Give the number of lines in the records below that contain the word "AssistantApp", and nothing more.

- - - - - - -

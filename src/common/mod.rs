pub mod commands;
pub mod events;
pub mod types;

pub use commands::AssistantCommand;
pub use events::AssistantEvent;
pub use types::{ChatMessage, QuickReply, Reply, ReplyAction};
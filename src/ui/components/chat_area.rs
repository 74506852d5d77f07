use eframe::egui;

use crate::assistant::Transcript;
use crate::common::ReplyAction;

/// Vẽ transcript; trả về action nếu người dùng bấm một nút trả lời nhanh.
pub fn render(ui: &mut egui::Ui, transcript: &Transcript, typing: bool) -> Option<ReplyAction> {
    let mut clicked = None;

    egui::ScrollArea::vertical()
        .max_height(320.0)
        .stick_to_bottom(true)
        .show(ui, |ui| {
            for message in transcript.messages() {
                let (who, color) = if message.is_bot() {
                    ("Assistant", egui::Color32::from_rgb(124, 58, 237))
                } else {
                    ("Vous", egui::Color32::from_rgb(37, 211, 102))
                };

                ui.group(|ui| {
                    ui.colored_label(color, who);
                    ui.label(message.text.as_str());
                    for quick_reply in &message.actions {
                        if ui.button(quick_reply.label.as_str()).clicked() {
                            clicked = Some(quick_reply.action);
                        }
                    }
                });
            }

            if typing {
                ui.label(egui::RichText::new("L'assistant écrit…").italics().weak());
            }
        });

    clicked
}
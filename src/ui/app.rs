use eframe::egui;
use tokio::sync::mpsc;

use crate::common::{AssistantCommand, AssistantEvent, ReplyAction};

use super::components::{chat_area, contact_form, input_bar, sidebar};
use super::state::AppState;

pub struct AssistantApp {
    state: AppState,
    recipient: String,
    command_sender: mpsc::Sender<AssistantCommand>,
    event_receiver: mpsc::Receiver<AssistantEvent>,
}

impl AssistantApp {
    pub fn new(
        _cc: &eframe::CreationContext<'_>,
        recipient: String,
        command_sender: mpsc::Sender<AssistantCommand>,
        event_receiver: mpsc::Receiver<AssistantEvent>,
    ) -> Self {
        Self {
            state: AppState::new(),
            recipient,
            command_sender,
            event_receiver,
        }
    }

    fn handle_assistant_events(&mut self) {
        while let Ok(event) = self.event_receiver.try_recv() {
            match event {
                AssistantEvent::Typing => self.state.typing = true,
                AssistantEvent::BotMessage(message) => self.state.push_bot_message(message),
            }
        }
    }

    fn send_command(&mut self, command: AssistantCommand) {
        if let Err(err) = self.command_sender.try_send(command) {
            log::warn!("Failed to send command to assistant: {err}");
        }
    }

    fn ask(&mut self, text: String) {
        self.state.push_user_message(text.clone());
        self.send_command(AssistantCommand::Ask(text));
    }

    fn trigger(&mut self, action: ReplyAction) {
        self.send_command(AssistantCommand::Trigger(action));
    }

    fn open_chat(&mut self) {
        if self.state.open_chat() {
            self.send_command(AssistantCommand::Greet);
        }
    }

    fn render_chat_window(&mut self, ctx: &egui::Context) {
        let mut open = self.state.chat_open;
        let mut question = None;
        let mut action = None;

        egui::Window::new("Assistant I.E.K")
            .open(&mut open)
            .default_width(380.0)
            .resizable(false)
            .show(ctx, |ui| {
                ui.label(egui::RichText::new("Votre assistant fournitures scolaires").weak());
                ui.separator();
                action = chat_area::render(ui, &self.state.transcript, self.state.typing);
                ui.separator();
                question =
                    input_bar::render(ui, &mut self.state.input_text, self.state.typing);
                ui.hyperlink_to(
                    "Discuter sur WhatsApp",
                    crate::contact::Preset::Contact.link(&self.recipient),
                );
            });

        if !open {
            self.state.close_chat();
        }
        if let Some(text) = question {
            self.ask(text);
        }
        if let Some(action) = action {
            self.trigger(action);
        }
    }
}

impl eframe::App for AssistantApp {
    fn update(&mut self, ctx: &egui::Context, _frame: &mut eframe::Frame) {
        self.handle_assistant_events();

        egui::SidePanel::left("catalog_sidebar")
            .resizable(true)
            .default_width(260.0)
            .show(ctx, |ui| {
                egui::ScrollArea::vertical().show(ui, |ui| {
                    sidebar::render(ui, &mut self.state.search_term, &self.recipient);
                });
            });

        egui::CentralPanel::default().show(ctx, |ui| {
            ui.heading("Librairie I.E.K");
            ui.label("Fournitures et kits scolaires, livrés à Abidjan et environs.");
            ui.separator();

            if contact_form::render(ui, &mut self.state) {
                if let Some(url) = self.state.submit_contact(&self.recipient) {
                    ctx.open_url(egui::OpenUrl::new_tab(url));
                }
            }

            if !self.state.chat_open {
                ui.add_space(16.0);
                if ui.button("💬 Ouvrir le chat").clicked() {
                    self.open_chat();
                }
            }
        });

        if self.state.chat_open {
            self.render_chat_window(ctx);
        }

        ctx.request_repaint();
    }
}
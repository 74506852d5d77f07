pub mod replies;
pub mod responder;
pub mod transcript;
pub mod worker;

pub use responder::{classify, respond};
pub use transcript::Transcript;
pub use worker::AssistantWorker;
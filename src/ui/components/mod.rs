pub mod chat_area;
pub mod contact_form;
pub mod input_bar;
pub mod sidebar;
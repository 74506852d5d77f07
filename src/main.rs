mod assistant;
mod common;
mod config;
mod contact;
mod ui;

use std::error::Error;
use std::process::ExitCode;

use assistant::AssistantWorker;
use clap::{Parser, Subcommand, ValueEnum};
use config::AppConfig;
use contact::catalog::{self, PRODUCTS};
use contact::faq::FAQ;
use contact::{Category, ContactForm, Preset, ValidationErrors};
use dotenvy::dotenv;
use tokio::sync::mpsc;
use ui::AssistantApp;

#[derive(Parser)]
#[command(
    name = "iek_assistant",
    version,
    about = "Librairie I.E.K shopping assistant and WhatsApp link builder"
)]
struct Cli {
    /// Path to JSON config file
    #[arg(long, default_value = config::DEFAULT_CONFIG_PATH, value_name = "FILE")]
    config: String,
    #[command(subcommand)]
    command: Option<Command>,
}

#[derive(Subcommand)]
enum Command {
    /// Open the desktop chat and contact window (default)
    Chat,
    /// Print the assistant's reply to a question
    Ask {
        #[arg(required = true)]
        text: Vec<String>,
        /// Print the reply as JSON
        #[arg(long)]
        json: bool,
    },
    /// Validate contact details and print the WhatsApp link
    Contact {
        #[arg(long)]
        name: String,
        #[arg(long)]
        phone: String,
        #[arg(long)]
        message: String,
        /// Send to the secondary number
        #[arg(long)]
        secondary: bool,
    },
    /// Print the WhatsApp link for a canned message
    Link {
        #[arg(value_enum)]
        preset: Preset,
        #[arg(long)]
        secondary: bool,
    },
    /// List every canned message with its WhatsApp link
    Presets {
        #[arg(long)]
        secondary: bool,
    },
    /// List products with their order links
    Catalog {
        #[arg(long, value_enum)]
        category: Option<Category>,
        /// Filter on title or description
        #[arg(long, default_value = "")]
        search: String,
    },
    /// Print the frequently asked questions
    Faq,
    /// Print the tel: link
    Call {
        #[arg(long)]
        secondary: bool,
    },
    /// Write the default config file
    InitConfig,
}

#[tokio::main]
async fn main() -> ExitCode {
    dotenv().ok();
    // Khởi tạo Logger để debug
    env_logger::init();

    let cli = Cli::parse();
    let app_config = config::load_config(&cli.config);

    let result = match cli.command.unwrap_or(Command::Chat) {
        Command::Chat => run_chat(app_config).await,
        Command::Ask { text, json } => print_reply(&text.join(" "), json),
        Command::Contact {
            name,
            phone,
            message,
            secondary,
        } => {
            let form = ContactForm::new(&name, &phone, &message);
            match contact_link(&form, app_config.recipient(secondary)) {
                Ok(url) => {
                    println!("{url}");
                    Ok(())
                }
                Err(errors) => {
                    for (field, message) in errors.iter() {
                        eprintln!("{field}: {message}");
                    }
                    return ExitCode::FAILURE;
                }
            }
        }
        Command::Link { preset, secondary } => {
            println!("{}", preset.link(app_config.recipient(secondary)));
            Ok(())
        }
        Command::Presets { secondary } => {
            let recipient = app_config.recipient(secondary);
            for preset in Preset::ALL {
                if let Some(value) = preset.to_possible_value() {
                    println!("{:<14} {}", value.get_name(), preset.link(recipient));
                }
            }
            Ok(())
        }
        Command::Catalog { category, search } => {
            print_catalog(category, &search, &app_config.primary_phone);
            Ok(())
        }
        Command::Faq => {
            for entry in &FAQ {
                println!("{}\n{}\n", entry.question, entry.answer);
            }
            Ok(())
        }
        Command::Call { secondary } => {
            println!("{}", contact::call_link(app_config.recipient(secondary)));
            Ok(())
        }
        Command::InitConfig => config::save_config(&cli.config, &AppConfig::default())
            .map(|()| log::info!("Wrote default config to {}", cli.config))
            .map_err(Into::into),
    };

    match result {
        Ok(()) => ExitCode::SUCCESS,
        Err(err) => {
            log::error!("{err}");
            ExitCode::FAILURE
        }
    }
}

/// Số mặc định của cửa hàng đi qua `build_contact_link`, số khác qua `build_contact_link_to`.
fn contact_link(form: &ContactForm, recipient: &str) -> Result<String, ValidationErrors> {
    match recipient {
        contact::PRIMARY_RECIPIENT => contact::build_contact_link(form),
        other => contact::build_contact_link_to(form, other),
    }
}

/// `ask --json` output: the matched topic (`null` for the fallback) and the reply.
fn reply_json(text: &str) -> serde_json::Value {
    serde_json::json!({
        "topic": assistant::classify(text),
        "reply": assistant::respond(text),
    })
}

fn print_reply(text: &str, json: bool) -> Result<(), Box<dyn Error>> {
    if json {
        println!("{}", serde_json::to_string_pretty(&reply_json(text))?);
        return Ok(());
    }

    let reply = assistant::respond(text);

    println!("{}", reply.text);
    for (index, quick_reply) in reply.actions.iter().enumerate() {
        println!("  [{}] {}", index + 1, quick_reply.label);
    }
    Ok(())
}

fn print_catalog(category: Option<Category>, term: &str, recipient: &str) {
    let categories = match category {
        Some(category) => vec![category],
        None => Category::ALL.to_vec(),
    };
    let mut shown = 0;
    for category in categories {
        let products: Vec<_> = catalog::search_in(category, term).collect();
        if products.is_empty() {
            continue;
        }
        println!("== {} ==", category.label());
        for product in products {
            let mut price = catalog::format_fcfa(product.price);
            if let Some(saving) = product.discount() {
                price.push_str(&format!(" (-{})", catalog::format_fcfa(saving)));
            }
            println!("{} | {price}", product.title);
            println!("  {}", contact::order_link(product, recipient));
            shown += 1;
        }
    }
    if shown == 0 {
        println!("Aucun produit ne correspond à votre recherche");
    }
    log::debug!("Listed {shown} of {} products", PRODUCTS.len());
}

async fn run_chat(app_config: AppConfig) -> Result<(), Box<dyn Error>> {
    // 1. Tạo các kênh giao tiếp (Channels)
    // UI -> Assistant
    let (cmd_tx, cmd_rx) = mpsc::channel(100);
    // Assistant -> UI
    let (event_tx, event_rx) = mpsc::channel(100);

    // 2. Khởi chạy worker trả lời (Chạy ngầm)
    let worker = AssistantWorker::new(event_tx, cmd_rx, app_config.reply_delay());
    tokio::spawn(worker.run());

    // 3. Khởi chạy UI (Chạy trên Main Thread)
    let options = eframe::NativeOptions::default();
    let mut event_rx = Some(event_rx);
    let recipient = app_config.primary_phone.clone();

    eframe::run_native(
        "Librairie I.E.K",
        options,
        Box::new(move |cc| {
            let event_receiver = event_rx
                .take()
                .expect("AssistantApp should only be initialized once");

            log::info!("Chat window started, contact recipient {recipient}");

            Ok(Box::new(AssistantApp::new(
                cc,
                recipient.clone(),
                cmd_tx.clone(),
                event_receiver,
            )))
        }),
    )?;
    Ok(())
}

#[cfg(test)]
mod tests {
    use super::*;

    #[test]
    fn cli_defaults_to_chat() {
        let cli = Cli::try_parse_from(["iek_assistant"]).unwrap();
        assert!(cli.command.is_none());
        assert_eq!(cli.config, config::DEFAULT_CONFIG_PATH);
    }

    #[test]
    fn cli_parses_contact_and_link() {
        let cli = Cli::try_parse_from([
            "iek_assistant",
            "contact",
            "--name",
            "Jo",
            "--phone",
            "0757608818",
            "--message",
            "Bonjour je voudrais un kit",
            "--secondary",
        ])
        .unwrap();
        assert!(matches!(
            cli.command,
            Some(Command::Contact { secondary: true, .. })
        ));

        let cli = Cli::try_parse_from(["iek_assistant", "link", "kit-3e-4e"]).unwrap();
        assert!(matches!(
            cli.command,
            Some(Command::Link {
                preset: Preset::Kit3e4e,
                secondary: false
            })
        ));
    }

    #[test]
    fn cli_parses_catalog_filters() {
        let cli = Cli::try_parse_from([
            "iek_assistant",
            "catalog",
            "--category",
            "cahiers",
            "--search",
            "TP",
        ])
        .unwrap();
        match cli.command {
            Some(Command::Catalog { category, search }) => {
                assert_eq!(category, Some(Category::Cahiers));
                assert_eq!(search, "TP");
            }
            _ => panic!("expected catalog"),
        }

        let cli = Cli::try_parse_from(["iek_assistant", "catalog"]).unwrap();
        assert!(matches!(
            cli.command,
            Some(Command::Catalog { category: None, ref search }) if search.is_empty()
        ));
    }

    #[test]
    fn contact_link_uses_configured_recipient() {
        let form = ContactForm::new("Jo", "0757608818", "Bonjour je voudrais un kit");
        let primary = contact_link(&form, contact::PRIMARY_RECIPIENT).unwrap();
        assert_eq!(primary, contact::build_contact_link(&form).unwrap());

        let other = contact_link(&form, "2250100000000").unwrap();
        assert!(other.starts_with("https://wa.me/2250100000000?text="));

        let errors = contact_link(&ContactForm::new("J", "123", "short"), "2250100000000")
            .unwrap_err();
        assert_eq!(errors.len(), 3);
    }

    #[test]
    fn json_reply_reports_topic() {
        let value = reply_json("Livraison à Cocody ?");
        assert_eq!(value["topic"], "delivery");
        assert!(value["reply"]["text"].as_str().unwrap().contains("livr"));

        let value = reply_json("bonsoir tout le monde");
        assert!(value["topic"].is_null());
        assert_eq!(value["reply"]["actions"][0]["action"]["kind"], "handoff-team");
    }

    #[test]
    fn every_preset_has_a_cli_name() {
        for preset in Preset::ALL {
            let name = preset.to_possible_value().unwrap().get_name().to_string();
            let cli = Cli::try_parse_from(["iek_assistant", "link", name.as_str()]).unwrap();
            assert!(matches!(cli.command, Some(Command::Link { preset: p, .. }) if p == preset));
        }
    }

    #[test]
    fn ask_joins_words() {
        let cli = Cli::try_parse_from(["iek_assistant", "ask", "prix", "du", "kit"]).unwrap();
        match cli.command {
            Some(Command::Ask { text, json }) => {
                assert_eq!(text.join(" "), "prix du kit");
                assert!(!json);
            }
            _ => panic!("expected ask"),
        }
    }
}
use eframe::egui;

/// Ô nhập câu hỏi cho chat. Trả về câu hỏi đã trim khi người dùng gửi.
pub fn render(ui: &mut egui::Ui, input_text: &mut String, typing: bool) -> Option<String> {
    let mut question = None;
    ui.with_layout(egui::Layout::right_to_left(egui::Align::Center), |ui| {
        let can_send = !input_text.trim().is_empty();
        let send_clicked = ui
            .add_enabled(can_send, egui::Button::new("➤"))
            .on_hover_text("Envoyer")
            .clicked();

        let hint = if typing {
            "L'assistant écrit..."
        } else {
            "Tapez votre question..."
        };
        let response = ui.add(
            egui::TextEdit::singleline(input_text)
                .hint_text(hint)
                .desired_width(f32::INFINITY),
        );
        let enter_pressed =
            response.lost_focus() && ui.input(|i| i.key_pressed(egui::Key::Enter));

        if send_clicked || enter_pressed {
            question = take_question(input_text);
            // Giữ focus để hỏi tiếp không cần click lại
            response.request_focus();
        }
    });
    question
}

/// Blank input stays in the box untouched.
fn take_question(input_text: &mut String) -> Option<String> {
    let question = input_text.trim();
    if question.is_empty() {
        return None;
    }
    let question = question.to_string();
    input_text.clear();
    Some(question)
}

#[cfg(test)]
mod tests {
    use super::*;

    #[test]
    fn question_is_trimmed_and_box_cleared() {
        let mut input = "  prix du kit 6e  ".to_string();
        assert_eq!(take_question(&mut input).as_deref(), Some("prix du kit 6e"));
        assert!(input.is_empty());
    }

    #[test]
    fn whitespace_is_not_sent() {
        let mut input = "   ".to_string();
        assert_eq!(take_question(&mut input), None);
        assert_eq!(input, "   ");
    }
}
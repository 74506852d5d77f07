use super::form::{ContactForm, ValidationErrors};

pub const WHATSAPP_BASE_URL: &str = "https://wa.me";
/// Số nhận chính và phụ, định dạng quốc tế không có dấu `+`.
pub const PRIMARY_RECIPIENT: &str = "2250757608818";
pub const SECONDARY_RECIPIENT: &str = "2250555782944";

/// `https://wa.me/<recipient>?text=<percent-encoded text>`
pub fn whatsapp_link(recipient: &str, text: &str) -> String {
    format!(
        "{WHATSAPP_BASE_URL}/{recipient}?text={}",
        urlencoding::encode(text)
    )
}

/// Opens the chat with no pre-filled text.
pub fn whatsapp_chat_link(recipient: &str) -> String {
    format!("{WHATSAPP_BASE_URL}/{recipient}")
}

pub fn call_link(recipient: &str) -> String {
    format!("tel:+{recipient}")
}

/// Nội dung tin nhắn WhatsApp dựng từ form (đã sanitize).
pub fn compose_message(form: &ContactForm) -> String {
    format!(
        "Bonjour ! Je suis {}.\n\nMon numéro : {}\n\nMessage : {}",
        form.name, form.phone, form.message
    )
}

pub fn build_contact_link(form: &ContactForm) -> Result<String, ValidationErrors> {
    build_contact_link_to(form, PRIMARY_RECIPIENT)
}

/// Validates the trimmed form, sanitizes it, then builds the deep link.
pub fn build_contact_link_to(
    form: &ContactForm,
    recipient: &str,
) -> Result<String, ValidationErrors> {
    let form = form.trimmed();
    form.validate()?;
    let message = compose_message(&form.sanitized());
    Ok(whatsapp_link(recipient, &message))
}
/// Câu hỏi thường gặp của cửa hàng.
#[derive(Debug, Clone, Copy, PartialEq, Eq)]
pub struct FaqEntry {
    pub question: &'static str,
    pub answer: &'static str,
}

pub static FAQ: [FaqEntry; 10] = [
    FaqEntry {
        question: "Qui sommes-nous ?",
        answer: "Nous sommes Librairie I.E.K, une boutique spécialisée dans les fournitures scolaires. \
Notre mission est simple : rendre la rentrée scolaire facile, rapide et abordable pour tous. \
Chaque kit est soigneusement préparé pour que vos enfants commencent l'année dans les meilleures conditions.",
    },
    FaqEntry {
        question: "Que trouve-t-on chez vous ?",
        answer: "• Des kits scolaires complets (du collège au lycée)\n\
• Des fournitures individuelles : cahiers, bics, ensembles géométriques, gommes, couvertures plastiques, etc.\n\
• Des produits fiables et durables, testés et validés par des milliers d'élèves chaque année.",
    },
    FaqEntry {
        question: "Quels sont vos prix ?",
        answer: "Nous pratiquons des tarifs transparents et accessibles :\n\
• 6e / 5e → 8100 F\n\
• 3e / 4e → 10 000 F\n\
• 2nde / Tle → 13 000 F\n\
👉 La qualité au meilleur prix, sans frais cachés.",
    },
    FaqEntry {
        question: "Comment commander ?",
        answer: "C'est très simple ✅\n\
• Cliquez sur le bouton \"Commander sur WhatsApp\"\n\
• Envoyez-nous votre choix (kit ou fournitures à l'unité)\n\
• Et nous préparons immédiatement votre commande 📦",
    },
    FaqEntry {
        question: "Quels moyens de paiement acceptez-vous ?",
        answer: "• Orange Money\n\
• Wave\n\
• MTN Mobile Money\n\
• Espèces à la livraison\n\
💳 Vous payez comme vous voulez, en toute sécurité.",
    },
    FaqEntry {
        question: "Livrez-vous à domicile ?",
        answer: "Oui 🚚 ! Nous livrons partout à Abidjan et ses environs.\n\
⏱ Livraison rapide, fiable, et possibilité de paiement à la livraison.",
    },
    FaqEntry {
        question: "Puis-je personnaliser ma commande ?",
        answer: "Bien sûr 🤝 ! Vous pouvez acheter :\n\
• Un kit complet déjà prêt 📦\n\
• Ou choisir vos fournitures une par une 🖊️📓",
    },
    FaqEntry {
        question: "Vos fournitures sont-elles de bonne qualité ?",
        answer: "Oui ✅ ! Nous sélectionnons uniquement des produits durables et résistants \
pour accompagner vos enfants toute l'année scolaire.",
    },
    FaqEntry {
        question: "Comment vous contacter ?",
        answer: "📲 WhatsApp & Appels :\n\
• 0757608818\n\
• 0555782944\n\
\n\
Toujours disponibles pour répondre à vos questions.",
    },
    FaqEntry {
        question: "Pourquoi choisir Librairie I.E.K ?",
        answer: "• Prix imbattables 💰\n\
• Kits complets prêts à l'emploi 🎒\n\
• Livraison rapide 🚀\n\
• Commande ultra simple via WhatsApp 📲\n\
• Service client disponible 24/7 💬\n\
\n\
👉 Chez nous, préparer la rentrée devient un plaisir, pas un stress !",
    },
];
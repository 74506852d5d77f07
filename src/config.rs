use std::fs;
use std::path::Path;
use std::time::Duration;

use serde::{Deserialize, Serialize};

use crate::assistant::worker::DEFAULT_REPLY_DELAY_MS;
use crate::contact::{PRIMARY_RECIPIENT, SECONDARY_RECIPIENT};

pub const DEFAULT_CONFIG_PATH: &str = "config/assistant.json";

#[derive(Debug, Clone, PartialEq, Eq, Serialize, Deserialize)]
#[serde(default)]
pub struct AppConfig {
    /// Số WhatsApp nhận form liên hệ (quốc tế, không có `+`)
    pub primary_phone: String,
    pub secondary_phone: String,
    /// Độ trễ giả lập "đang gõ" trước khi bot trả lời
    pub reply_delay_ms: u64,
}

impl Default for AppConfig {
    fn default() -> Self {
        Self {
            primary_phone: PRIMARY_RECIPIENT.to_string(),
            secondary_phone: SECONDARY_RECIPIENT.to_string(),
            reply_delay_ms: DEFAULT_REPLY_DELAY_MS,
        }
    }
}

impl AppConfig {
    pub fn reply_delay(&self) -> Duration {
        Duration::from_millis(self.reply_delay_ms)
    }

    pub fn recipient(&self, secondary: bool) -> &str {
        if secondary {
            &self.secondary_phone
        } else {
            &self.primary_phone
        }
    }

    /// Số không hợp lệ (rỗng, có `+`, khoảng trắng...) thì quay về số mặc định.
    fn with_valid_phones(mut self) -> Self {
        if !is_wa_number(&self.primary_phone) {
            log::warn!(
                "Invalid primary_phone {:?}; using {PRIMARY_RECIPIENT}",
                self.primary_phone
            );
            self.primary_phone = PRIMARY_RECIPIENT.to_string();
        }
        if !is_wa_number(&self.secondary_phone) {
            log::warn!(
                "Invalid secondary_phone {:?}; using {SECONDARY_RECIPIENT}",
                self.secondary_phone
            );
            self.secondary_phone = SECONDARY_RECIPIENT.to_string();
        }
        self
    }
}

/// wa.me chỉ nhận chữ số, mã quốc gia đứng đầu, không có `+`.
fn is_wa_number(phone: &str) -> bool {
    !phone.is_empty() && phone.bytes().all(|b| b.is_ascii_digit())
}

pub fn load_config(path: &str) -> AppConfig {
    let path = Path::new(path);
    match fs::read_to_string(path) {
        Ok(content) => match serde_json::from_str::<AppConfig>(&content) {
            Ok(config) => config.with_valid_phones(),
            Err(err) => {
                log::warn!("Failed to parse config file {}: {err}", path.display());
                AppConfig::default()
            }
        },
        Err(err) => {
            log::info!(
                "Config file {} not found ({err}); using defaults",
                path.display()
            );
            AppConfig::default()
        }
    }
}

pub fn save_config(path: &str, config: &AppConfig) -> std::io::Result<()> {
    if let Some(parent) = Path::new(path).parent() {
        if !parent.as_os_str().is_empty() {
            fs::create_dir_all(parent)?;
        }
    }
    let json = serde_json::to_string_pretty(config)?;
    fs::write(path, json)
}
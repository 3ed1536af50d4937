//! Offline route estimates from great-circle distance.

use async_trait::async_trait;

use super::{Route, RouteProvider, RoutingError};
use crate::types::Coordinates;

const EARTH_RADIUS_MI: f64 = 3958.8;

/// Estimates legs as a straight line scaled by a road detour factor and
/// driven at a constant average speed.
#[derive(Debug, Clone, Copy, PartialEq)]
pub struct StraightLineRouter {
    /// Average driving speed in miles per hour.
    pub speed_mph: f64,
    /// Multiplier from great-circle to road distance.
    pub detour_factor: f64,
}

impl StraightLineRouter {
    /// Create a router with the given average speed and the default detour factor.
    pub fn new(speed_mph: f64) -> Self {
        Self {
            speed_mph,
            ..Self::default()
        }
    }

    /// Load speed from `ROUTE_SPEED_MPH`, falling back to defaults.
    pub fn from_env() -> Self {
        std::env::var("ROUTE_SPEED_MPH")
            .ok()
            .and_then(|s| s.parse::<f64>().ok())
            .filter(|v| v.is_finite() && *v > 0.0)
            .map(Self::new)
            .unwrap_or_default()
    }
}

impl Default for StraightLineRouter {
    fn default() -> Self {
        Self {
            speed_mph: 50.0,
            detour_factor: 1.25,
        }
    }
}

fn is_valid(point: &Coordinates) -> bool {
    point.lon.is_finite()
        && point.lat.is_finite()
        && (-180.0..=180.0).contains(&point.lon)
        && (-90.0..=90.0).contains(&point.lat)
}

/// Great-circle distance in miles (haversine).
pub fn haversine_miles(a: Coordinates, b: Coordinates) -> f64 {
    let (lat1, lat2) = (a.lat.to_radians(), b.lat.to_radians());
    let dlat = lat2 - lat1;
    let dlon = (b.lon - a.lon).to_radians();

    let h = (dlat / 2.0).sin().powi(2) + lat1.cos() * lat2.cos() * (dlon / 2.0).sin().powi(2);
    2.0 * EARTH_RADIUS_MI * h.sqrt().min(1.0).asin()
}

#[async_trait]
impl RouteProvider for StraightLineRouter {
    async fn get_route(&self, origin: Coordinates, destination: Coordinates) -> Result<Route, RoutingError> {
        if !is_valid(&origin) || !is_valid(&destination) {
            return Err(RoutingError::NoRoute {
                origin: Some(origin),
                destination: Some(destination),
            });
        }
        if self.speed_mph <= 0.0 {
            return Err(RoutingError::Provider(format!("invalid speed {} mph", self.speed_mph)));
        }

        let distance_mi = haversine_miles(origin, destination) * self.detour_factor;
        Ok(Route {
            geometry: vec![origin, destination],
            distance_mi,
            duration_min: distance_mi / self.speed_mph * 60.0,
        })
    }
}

- - - - - - -

- Final answer
6